When a loved one passes and leaves behind a home, one of the first questions families ask me is the same one, almost word for word: "Do we have to wait until probate is completely finished before we can sell?"
It's a fair worry. Probate can sound like a long, locked process, and the idea of an empty house sitting for a year — with taxes, insurance, and upkeep piling up — is stressful on top of an already hard time.
Here's the reassuring part: in many cases, you don't have to wait for the estate to close. You can often sell the home while probate is still open. Let's walk through how that works.
The short answer
In Michigan, a home in an estate can usually be sold during probate — but not on day one. There's one key step that has to happen first: someone has to be officially appointed to act for the estate.
The step everything waits for: Letters of Authority
Before a home can be listed and sold, the probate court appoints a Personal Representative — the person legally responsible for handling the estate. (Many people still call this role the "executor," which is the same idea in everyday language.)

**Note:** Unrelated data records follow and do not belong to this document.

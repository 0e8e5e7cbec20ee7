//! Logging system configuration and initialization
//!
//! Console and file logging for the scrape and load binaries. File output
//! goes to a daily-rotated file under the application data directory so
//! batch runs leave an inspectable trail.

use std::path::PathBuf;
use std::sync::Mutex;

use anyhow::{Result, anyhow};
use lazy_static::lazy_static;
use tracing::info;
use tracing_appender::{non_blocking, rolling};
use tracing_subscriber::{
    EnvFilter, Registry,
    fmt::{self, time::ChronoUtc},
    layer::SubscriberExt,
    util::SubscriberInitExt,
};

use crate::infrastructure::config::ConfigManager;
// Re-export LoggingConfig from config module
pub use crate::infrastructure::config::LoggingConfig;

// Global guard to keep the log file writer alive
lazy_static! {
    static ref LOG_GUARDS: Mutex<Vec<tracing_appender::non_blocking::WorkerGuard>> =
        Mutex::new(Vec::new());
}

const LOG_TIME_FORMAT: &str = "%Y-%m-%d %H:%M:%S%.3f";

/// Get the log directory under the application data dir, falling back to
/// ./logs when no platform data directory is available
pub fn get_log_directory() -> PathBuf {
    ConfigManager::get_app_data_dir()
        .map(|dir| dir.join("logs"))
        .unwrap_or_else(|_| PathBuf::from("logs"))
}

/// Initialize logging with custom configuration.
///
/// `RUST_LOG` overrides the configured level entirely. Without it, noisy
/// dependency targets (sqlx statements, HTTP internals) are held back so
/// run logs stay readable at info level.
pub fn init_logging_with_config(config: &LoggingConfig) -> Result<()> {
    let env_filter = EnvFilter::try_from_default_env().unwrap_or_else(|_| {
        EnvFilter::new(&config.level)
            .add_directive("sqlx::query=warn".parse().unwrap())
            .add_directive("reqwest=info".parse().unwrap())
            .add_directive("hyper=warn".parse().unwrap())
            .add_directive("h2=warn".parse().unwrap())
    });

    let registry = Registry::default().with(env_filter);

    match (config.file_output, config.console_output) {
        (true, true) => {
            let log_dir = get_log_directory();
            std::fs::create_dir_all(&log_dir)
                .map_err(|e| anyhow!("Failed to create log directory {:?}: {}", log_dir, e))?;

            let file_appender = rolling::daily(&log_dir, "shop-harvest.log");
            let (file_writer, file_guard) = non_blocking(file_appender);
            LOG_GUARDS.lock().unwrap().push(file_guard);

            let file_layer = fmt::Layer::new()
                .with_writer(file_writer)
                .with_timer(ChronoUtc::new(LOG_TIME_FORMAT.to_string()))
                .with_target(false)
                .with_ansi(false);
            let console_layer = fmt::Layer::new()
                .with_writer(std::io::stdout)
                .with_timer(ChronoUtc::new(LOG_TIME_FORMAT.to_string()))
                .with_target(false);

            registry.with(file_layer).with(console_layer).init();
            info!("Logging system initialized");
            info!("Log directory: {:?}", log_dir);
        }
        (true, false) => {
            let log_dir = get_log_directory();
            std::fs::create_dir_all(&log_dir)
                .map_err(|e| anyhow!("Failed to create log directory {:?}: {}", log_dir, e))?;

            let file_appender = rolling::daily(&log_dir, "shop-harvest.log");
            let (file_writer, file_guard) = non_blocking(file_appender);
            LOG_GUARDS.lock().unwrap().push(file_guard);

            let file_layer = fmt::Layer::new()
                .with_writer(file_writer)
                .with_timer(ChronoUtc::new(LOG_TIME_FORMAT.to_string()))
                .with_target(false)
                .with_ansi(false);

            registry.with(file_layer).init();
            info!("Logging system initialized");
            info!("Log directory: {:?}", log_dir);
        }
        (false, true) => {
            let console_layer = fmt::Layer::new()
                .with_writer(std::io::stdout)
                .with_timer(ChronoUtc::new(LOG_TIME_FORMAT.to_string()))
                .with_target(false);

            registry.with(console_layer).init();
            info!("Logging system initialized");
        }
        (false, false) => {
            return Err(anyhow!("No logging output configured"));
        }
    }

    info!("Log level: {}", config.level);

    Ok(())
}

#[cfg(test)]
mod tests {
    use super::*;

    #[test]
    fn logging_config_default_enables_both_outputs() {
        let config = LoggingConfig::default();
        assert!(!config.level.is_empty());
        assert!(config.console_output);
        assert!(config.file_output);
    }

    #[test]
    fn log_directory_is_deterministic() {
        let log_dir = get_log_directory();
        assert!(log_dir.to_string_lossy().ends_with("logs"));
    }
}
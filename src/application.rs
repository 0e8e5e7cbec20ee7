//! Application layer module
//!
//! Use cases that orchestrate the domain logic: one flow per pipeline.

pub mod load_flow;
pub mod scrape_flow;

pub use load_flow::LoadFlow;
pub use scrape_flow::ScrapeFlow;
//! Transport seam for the pagination loop.

use anyhow::Result;
use async_trait::async_trait;

/// Fetches one listing page as HTML.
///
/// The pagination loop only needs "give me the body of this URL or fail";
/// keeping that behind a trait lets the loop be driven by a scripted
/// fetcher in tests.
#[async_trait]
pub trait PageFetcher: Send + Sync {
    /// Fetch the page and return its HTML body. Errors are not retried;
    /// a failure ends pagination for the current category.
    async fn fetch_page(&self, url: &str) -> Result<String>;
}
//! Hexadecimal keypad input state.
use crate::{
    constants::*,
    error::{Chip8Error, Chip8Result},
};

/// Pressed state of the 16 keys. Pressed is a 1 bit, released is a 0 bit.
#[derive(Debug, Default, Clone, Copy, PartialEq, Eq)]
pub struct Keypad(u16);

impl Keypad {
    pub fn new() -> Self {
        Default::default()
    }

    /// Build the state from one flag per key, indexed by key value.
    pub fn from_pressed(pressed: [bool; KEY_COUNT as usize]) -> Self {
        let bits = pressed
            .iter()
            .enumerate()
            .filter(|(_, down)| **down)
            .fold(0u16, |acc, (k, _)| acc | (1 << k));
        Self(bits)
    }

    #[inline(always)]
    pub fn bits(&self) -> u16 {
        self.0
    }

    /// Press or release the key with the given value.
    ///
    /// Unlike the lookups made by running programs, host input is checked,
    /// and a value outside the keypad is rejected.
    pub fn set(&mut self, key_id: u8, pressed: bool) -> Chip8Result<()> {
        if key_id >= KEY_COUNT {
            return Err(Chip8Error::InvalidKey { key_id });
        }
        if pressed {
            self.0 |= 1 << key_id;
        } else {
            self.0 &= !(1 << key_id);
        }
        Ok(())
    }

    /// Pressed state of the key with the given value.
    ///
    /// Only the low nibble is significant, so register values above
    /// 0xF alias onto the keypad.
    #[inline]
    pub fn is_pressed(&self, key_id: u8) -> bool {
        self.0 & (1 << (key_id & 0xF)) != 0
    }

    /// Check whether any key is pressed down.
    #[inline(always)]
    pub fn any(&self) -> bool {
        self.0 != 0
    }

    /// Retrieve the value of the lowest key that is pressed down.
    #[inline]
    pub fn first(&self) -> Option<u8> {
        if self.any() {
            Some(self.0.trailing_zeros() as u8)
        } else {
            None
        }
    }

    /// Set all keys to up.
    #[inline(always)]
    pub fn clear(&mut self) {
        self.0 = 0;
    }

    /// Iterate the pressed state of every key, in key order.
    pub fn iter(&self) -> impl Iterator<Item = bool> + '_ {
        (0..KEY_COUNT).map(move |k| self.is_pressed(k))
    }
}

impl From<[bool; KEY_COUNT as usize]> for Keypad {
    fn from(pressed: [bool; KEY_COUNT as usize]) -> Self {
        Self::from_pressed(pressed)
    }
}
//! Monochrome display buffer.
use crate::constants::*;

/// Screen buffer that sprites are drawn to.
///
/// Stored row-major, so pixel `(x, y)` lives at `x + y * DISPLAY_WIDTH`.
#[derive(Debug, Clone, PartialEq, Eq)]
pub struct DisplayBuffer(Box<[bool; DISPLAY_BUFFER_SIZE]>);

impl Default for DisplayBuffer {
    fn default() -> Self {
        Self(Box::new([false; DISPLAY_BUFFER_SIZE]))
    }
}

impl DisplayBuffer {
    pub fn new() -> Self {
        Default::default()
    }

    /// Set every pixel to unset.
    pub fn clear(&mut self) {
        self.0.fill(false);
    }

    /// State of the pixel at the given coordinate, wrapped to the screen size.
    #[inline]
    pub fn get(&self, x: usize, y: usize) -> bool {
        self.0[index(x, y)]
    }

    pub fn as_slice(&self) -> &[bool; DISPLAY_BUFFER_SIZE] {
        &self.0
    }

    /// Iterate the screen one row at a time, top to bottom.
    pub fn rows(&self) -> impl Iterator<Item = &[bool]> {
        self.0.chunks(DISPLAY_WIDTH)
    }

    /// Number of pixels currently set.
    pub fn lit(&self) -> usize {
        self.0.iter().filter(|px| **px).count()
    }

    /// XOR a sprite onto the screen with its top left corner at `(x, y)`.
    ///
    /// Each byte of `sprite` is one row of 8 pixels, most significant bit
    /// on the left. Rows and columns that fall off the screen wrap around
    /// to the other side.
    ///
    /// Returns `true` when any pixel was erased, which is how programs
    /// detect collisions.
    pub fn draw_sprite(&mut self, x: usize, y: usize, sprite: impl IntoIterator<Item = u8>) -> bool {
        let mut is_erased = false;

        for (r, row) in sprite.into_iter().enumerate() {
            for c in 0..SPRITE_WIDTH {
                let d = index(x + c, y + r);

                let old_px = self.0[d];
                let new_px = (row >> (7 - c) & 1) != 0;

                // XOR erases a pixel when both the old and new values are both 1.
                is_erased |= old_px && new_px;

                self.0[d] = old_px ^ new_px;
            }
        }

        is_erased
    }
}

#[inline(always)]
fn index(x: usize, y: usize) -> usize {
    (x % DISPLAY_WIDTH) + (y % DISPLAY_HEIGHT) * DISPLAY_WIDTH
}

Once appointed, the Personal Representative receives a document called Letters of Authority. This is the piece that matters for a home sale. It's the court's confirmation that this person has the legal power to act for the estate — including selling real estate.
Until those Letters are issued, no one — not even the heirs named in the will — can sign a valid sale of the property. Once they are issued, the door opens.

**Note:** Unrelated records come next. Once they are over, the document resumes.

//! Decoded instruction representation.
//!
//! Each instruction word is decoded once into an [`Op`], which the VM
//! then executes with an exhaustive match.
use crate::{bytecode::*, constants::*};

#[derive(Debug, Clone, Copy, PartialEq, Eq)]
#[allow(non_camel_case_types)]
pub enum Op {
    /// 0000
    ///
    /// Program termination sentinel. Not part of the instruction set,
    /// but zeroed memory past the end of a program decodes to it.
    Halt,
    /// 00E0 (CLS)
    ///
    /// Clear the screen.
    ClearScreen,
    /// 00EE (RET)
    ///
    /// Return from the sub-routine.
    Return,
    /// 1nnn (JP addr)
    ///
    /// Jump to the address in `nnn`.
    Jump { address: Address },
    /// 2nnn (CALL addr)
    ///
    /// Call the sub-routine at address `nnn`.
    Call { address: Address },
    /// Annn (LD I, addr)
    ///
    /// Load address into register `I`.
    Load_Address { address: Address },
    /// Bnnn (JP V0, addr)
    ///
    /// Jump to location nnn + V0.
    Jump_V0 { address: Address },

    // ------------------------------------------------------------------------
    // Register and byte
    /// 3xnn (SE Vx, byte)
    ///
    /// Skip the next instruction if register `Vx` equals value `nn`
    Skip_Eq_Byte { vx: u8, nn: u8 },
    /// 4xnn (SNE Vx, byte)
    ///
    /// Skip the next instruction if register `Vx` does not equal value `nn`.
    Skip_NotEq_Byte { vx: u8, nn: u8 },
    /// 6xnn (LD Vx, byte)
    Load_Byte { vx: u8, nn: u8 },
    /// 7xnn (ADD Vx, byte)
    ///
    /// Add byte to the value in register `Vx`, store the result in `Vx`.
    /// The carry flag is not touched.
    Add_Byte { vx: u8, nn: u8 },
    /// Cxnn (RND Vx, byte)
    ///
    /// Generate random number.
    Random { vx: u8, nn: u8 },

    // ------------------------------------------------------------------------
    // Single register
    /// Ex9E (SKP Vx)
    Skip_Key { vx: u8 },
    /// ExA1 (SKNP Vx)
    Skip_NotKey { vx: u8 },
    /// Fx07 (LD Vx, DT)
    Load_Vx_Delay { vx: u8 },
    /// Fx0A (LD Vx, K)
    ///
    /// Blocks until a key is pressed.
    Wait_Key { vx: u8 },
    /// Fx15 (LD DT, Vx)
    Load_Delay_Vx { vx: u8 },
    /// Fx18 (LD ST, Vx)
    Load_Sound_Vx { vx: u8 },
    /// Fx1E (ADD I, Vx)
    Add_Address { vx: u8 },
    /// Fx29 (LD F, Vx)
    ///
    /// Point `I` at the built-in sprite for the digit in `Vx`.
    Load_Digit { vx: u8 },
    /// Fx33 (LD B, Vx)
    Store_Bcd { vx: u8 },
    /// Fx55 (LD [I], Vx)
    Store_Registers { vx: u8 },
    /// Fx65 (LD Vx, [I])
    Load_Registers { vx: u8 },

    // ------------------------------------------------------------------------
    // Two registers
    /// 5xy0 (SE Vx, Vy)
    ///
    /// Skip the next instruction if register `Vx` equals register `Vy`.
    Skip_Eq { vx: u8, vy: u8 },
    /// 9xy0 (SNE Vx, Vy)
    ///
    /// Skip the next instruction if register `Vx` does not equal register `Vy`.
    Skip_NotEq { vx: u8, vy: u8 },
    /// 8xy0 (LD Vx, Vy)
    ///
    /// Store the value of register VY in register VX.
    Load_Vx_Vy { vx: u8, vy: u8 },
    /// 8xy1 (OR Vx, Vy)
    Or_Vx_Vy { vx: u8, vy: u8 },
    /// 8xy2 (AND Vx, Vy)
    And_Vx_Vy { vx: u8, vy: u8 },
    /// 8xy3 (XOR Vx, Vy)
    Xor_Vx_Vy { vx: u8, vy: u8 },
    /// 8xy4 (ADD Vx, Vy)
    ///
    /// ADDs VY to VX, and stores the result in VX.
    /// Overflow is wrapped. If overflowed, set VF to 1, else 0.
    Add_Vx_Vy { vx: u8, vy: u8 },
    /// 8xy5 (SUB Vx, Vy)
    ///
    /// Subtracts VY from VX, and stores the result in VX.
    /// VF is set to 1 when VX was strictly greater than VY, else 0.
    Sub_Vx_Vy { vx: u8, vy: u8 },
    /// 8xy6 (SHR Vx)
    ///
    /// VY is unused.
    ShiftRight { vx: u8 },
    /// 8xy7 (SUBN Vx, Vy)
    ///
    /// Subtracts VX from VY, and stores the result in VX.
    /// VF is set to 1 when VY was strictly greater than VX, else 0.
    SubReverse_Vx_Vy { vx: u8, vy: u8 },
    /// 8xyE (SHL Vx)
    ///
    /// VY is unused.
    ShiftLeft { vx: u8 },

    /// Dxyn (DRW Vx, Vy, nibble)
    ///
    /// Draw sprite to the display buffer.
    Draw { vx: u8, vy: u8, n: u8 },
}

impl Op {
    /// Decode an instruction word.
    ///
    /// Fields are tried from the most specific to the widest: exact words
    /// first, then address operands, register and byte, register and postfix,
    /// two registers and postfix, and finally the draw instruction.
    ///
    /// Returns `None` when the word matches no known operation.
    pub fn decode(word: u16) -> Option<Op> {
        match word {
            HALT_WORD => return Some(Op::Halt),
            0x00E0 => return Some(Op::ClearScreen),
            0x00EE => return Some(Op::Return),
            _ => {}
        }

        let code = op_code(word);

        let address = op_nnn(word);
        match code {
            0x1 => return Some(Op::Jump { address }),
            0x2 => return Some(Op::Call { address }),
            0xA => return Some(Op::Load_Address { address }),
            0xB => return Some(Op::Jump_V0 { address }),
            _ => {}
        }

        let (vx, nn) = op_xnn(word);
        match code {
            0x3 => return Some(Op::Skip_Eq_Byte { vx, nn }),
            0x4 => return Some(Op::Skip_NotEq_Byte { vx, nn }),
            0x6 => return Some(Op::Load_Byte { vx, nn }),
            0x7 => return Some(Op::Add_Byte { vx, nn }),
            0xC => return Some(Op::Random { vx, nn }),
            _ => {}
        }

        // What was an immediate byte is now a postfix selecting the operation.
        let single = match (code, nn) {
            (0xE, 0x9E) => Some(Op::Skip_Key { vx }),
            (0xE, 0xA1) => Some(Op::Skip_NotKey { vx }),
            (0xF, 0x07) => Some(Op::Load_Vx_Delay { vx }),
            (0xF, 0x0A) => Some(Op::Wait_Key { vx }),
            (0xF, 0x15) => Some(Op::Load_Delay_Vx { vx }),
            (0xF, 0x18) => Some(Op::Load_Sound_Vx { vx }),
            (0xF, 0x1E) => Some(Op::Add_Address { vx }),
            (0xF, 0x29) => Some(Op::Load_Digit { vx }),
            (0xF, 0x33) => Some(Op::Store_Bcd { vx }),
            (0xF, 0x55) => Some(Op::Store_Registers { vx }),
            (0xF, 0x65) => Some(Op::Load_Registers { vx }),
            _ => None,
        };
        if single.is_some() {
            return single;
        }

        let (vx, vy, n) = op_xyn(word);
        match (code, n) {
            (0x5, 0x0) => Some(Op::Skip_Eq { vx, vy }),
            (0x8, 0x0) => Some(Op::Load_Vx_Vy { vx, vy }),
            (0x8, 0x1) => Some(Op::Or_Vx_Vy { vx, vy }),
            (0x8, 0x2) => Some(Op::And_Vx_Vy { vx, vy }),
            (0x8, 0x3) => Some(Op::Xor_Vx_Vy { vx, vy }),
            (0x8, 0x4) => Some(Op::Add_Vx_Vy { vx, vy }),
            (0x8, 0x5) => Some(Op::Sub_Vx_Vy { vx, vy }),
            (0x8, 0x6) => Some(Op::ShiftRight { vx }),
            (0x8, 0x7) => Some(Op::SubReverse_Vx_Vy { vx, vy }),
            (0x8, 0xE) => Some(Op::ShiftLeft { vx }),
            (0x9, 0x0) => Some(Op::Skip_NotEq { vx, vy }),
            (0xD, _) => Some(Op::Draw { vx, vy, n }),
            _ => None,
        }
    }
}

#[cfg(test)]
mod test {
    use super::*;

    #[test]
    fn test_decode_exact_words() {
        assert_eq!(Op::decode(0x0000), Some(Op::Halt));
        assert_eq!(Op::decode(0x00E0), Some(Op::ClearScreen));
        assert_eq!(Op::decode(0x00EE), Some(Op::Return));
    }

    #[test]
    fn test_decode_operands() {
        assert_eq!(Op::decode(0x1ABC), Some(Op::Jump { address: 0xABC }));
        assert_eq!(Op::decode(0xB300), Some(Op::Jump_V0 { address: 0x300 }));
        assert_eq!(Op::decode(0x7A05), Some(Op::Add_Byte { vx: 0xA, nn: 0x05 }));
        assert_eq!(Op::decode(0xF533), Some(Op::Store_Bcd { vx: 0x5 }));
        assert_eq!(Op::decode(0xE19E), Some(Op::Skip_Key { vx: 0x1 }));
        assert_eq!(
            Op::decode(0x8124),
            Some(Op::Add_Vx_Vy { vx: 0x1, vy: 0x2 })
        );
        assert_eq!(Op::decode(0x83F6), Some(Op::ShiftRight { vx: 0x3 }));
        assert_eq!(
            Op::decode(0xD12F),
            Some(Op::Draw {
                vx: 0x1,
                vy: 0x2,
                n: 0xF
            })
        );
    }

    #[test]
    fn test_decode_unknown() {
        // 0nnn (SYS addr) is not supported.
        assert_eq!(Op::decode(0x0123), None);
        assert_eq!(Op::decode(0x5121), None);
        assert_eq!(Op::decode(0x8128), None);
        assert_eq!(Op::decode(0x9121), None);
        assert_eq!(Op::decode(0xE1FF), None);
        assert_eq!(Op::decode(0xF1FF), None);
    }
}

Selling during probate vs. waiting until it's over
This is the part that relieves most families: you generally don't have to wait for the entire estate to be settled and closed. The sale can happen while the estate is still open and being administered. When the home sells, the proceeds flow into the estate, where they're eventually distributed according to the will or Michigan law.
In other words, selling the house and finishing probate are two separate finish lines — and the house often crosses first.

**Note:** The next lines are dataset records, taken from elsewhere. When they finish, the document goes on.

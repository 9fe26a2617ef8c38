//! Step-back support for debugging.
use log::debug;

use crate::{
    error::Chip8Result,
    vm::{Chip8Vm, Flow, Snapshot},
};

/// Stack of machine snapshots, most recent last.
///
/// A debugger steps the VM through [`History::step`], which records the
/// state before each instruction, and can then walk backwards with
/// [`History::rewind`]. The history is unbounded.
#[derive(Debug, Default, Clone)]
pub struct History {
    snapshots: Vec<Snapshot>,
}

impl History {
    pub fn new() -> Self {
        Default::default()
    }

    pub fn len(&self) -> usize {
        self.snapshots.len()
    }

    pub fn is_empty(&self) -> bool {
        self.snapshots.is_empty()
    }

    pub fn clear(&mut self) {
        self.snapshots.clear();
    }

    /// Record the current machine state.
    pub fn record(&mut self, vm: &Chip8Vm) {
        self.snapshots.push(vm.snapshot());
    }

    /// Record the current state, then execute one instruction.
    ///
    /// The snapshot is kept even when the step fails, so the failing
    /// instruction can be rewound to and inspected.
    pub fn step(&mut self, vm: &mut Chip8Vm) -> Chip8Result<Flow> {
        self.record(vm);
        vm.step()
    }

    /// Restore the most recent snapshot.
    ///
    /// Returns `false`, leaving the VM untouched, when there is nothing
    /// to rewind to.
    pub fn rewind(&mut self, vm: &mut Chip8Vm) -> bool {
        match self.snapshots.pop() {
            Some(snapshot) => {
                debug!(
                    "rewind to {:04X}, {} snapshots left",
                    snapshot.cpu().pc(),
                    self.snapshots.len()
                );
                vm.restore(snapshot);
                true
            }
            None => false,
        }
    }
}
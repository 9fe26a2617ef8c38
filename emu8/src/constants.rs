//! Constant values of the Chip-8 architecture.

/// Number of general purpose registers.
pub const REGISTER_COUNT: usize = 0x10; // 16

/// Index of register VF, which doubles as the carry, borrow and collision flag.
pub const FLAG_REGISTER: usize = 0xF;

/// The lower memory space was historically used for the interpreter itself,
/// but is now used for fonts.
pub const MEM_START: usize = 0x200; // 512
pub const MEM_SIZE: usize = 0x1000; // 4096

/// Addresses are 12 bits wide. Every computed address is masked with this
/// before it touches memory.
pub const ADDRESS_MASK: usize = MEM_SIZE - 1;

/// Largest program image that fits between `MEM_START` and the end of memory.
pub const MAX_PROGRAM_SIZE: usize = MEM_SIZE - MEM_START;

/// Levels of nesting allowed in the call stack.
pub const STACK_SIZE: usize = 0x10; // 16

pub const DISPLAY_WIDTH: usize = 64;
pub const DISPLAY_HEIGHT: usize = 32;
pub const DISPLAY_SIZE: [usize; 2] = [DISPLAY_WIDTH, DISPLAY_HEIGHT];
pub const DISPLAY_BUFFER_SIZE: usize = DISPLAY_WIDTH * DISPLAY_HEIGHT;

/// Sprites are always 8 pixels wide, one bit per pixel.
pub const SPRITE_WIDTH: usize = 8;

/// Number of times per second the delay and sound timers count down,
/// regardless of the CPU clock.
pub const TIMER_FREQUENCY: u64 = 60;

/// Instructions executed per second when the configuration doesn't say otherwise.
pub const DEFAULT_CLOCK_FREQUENCY: u64 = 500;

/// Number of nanoseconds in a second
#[doc(hidden)]
pub const NANOS_IN_SECOND: u64 = 1_000_000_000;

/// Number of keys ob the keyboard (0x0-0xF)
pub const KEY_COUNT: u8 = 16;

/// Address where the built-in hexadecimal digit sprites are stored.
pub const FONTSET_START: usize = 0x000;

/// Digit sprites are 5 rows high, packed together without padding.
pub const FONTSET_HEIGHT: usize = 5;

pub const FONTSET_DATA_LENGTH: usize = FONTSET_HEIGHT * 16;

/// Built-in sprites for the hexadecimal digits 0-F.
#[rustfmt::skip]
pub const FONTSET: [u8; FONTSET_DATA_LENGTH] = [
    0xF0, 0x90, 0x90, 0x90, 0xF0, // 0
    0x20, 0x60, 0x20, 0x20, 0x70, // 1
    0xF0, 0x10, 0xF0, 0x80, 0xF0, // 2
    0xF0, 0x10, 0xF0, 0x10, 0xF0, // 3
    0x90, 0x90, 0xF0, 0x10, 0x10, // 4
    0xF0, 0x80, 0xF0, 0x10, 0xF0, // 5
    0xF0, 0x80, 0xF0, 0x90, 0xF0, // 6
    0xF0, 0x10, 0x20, 0x40, 0x40, // 7
    0xF0, 0x90, 0xF0, 0x90, 0xF0, // 8
    0xF0, 0x90, 0xF0, 0x10, 0xF0, // 9
    0xF0, 0x90, 0xF0, 0x90, 0x90, // A
    0xE0, 0x90, 0xE0, 0x90, 0xE0, // B
    0xF0, 0x80, 0x80, 0x80, 0xF0, // C
    0xE0, 0x90, 0x90, 0x90, 0xE0, // D
    0xF0, 0x80, 0xF0, 0x80, 0xF0, // E
    0xF0, 0x80, 0xF0, 0x80, 0x80, // F
];

/// Instruction word that ends program execution.
pub const HALT_WORD: u16 = 0x0000;

/// Type for storing the 12-bit memory addresses.
pub type Address = u16;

What can affect the timeline
Every estate is a little different, and a few things can influence how quickly a sale can move:
- How the estate is administered. Some estates are handled with more court oversight than others, which can add steps.
- Creditor notice periods. Estates typically have to notify creditors and allow time for claims, which your attorney will factor in.
- Whether the heirs agree. When everyone's on the same page, things move faster.
- The condition and contents of the home. This affects prep, not permission — and it's very manageable (more on that below).
Your probate attorney is the right person to confirm exactly what applies to your estate. But none of these are usually reasons a home can't be sold during probate — they just shape the pace.
You can get a head start before you're even appointed
Here's something a lot of families don't realize: you don't have to sit on your hands while the paperwork goes through. Even before Letters of Authority are issued, you can:
- Get a realistic sense of the home's market value
- Decide whether you'll sell as-is or do any light prep
- Line up help for clearing out belongings, if needed
- Choose the agent you want in your corner
That way, the moment you're officially appointed, you're ready to move instead of starting from zero.
Worried about the condition of the home? Don't be. The vast majority of estate homes sell as-is — no repairs, no renovations, and no need to fully empty the house before we talk. If clearing it out feels overwhelming, that's something I can help coordinate.
The bottom line
If you're settling an estate anywhere in Southeast Michigan and dreading a long wait, take a breath. Once the Personal Representative is appointed and holds Letters of Authority, the home can usually be sold during probate — and you can do a lot of the groundwork before that even happens.
You don't have to figure out the timing, the paperwork, or the process on your own. That's exactly the part I'm here to handle.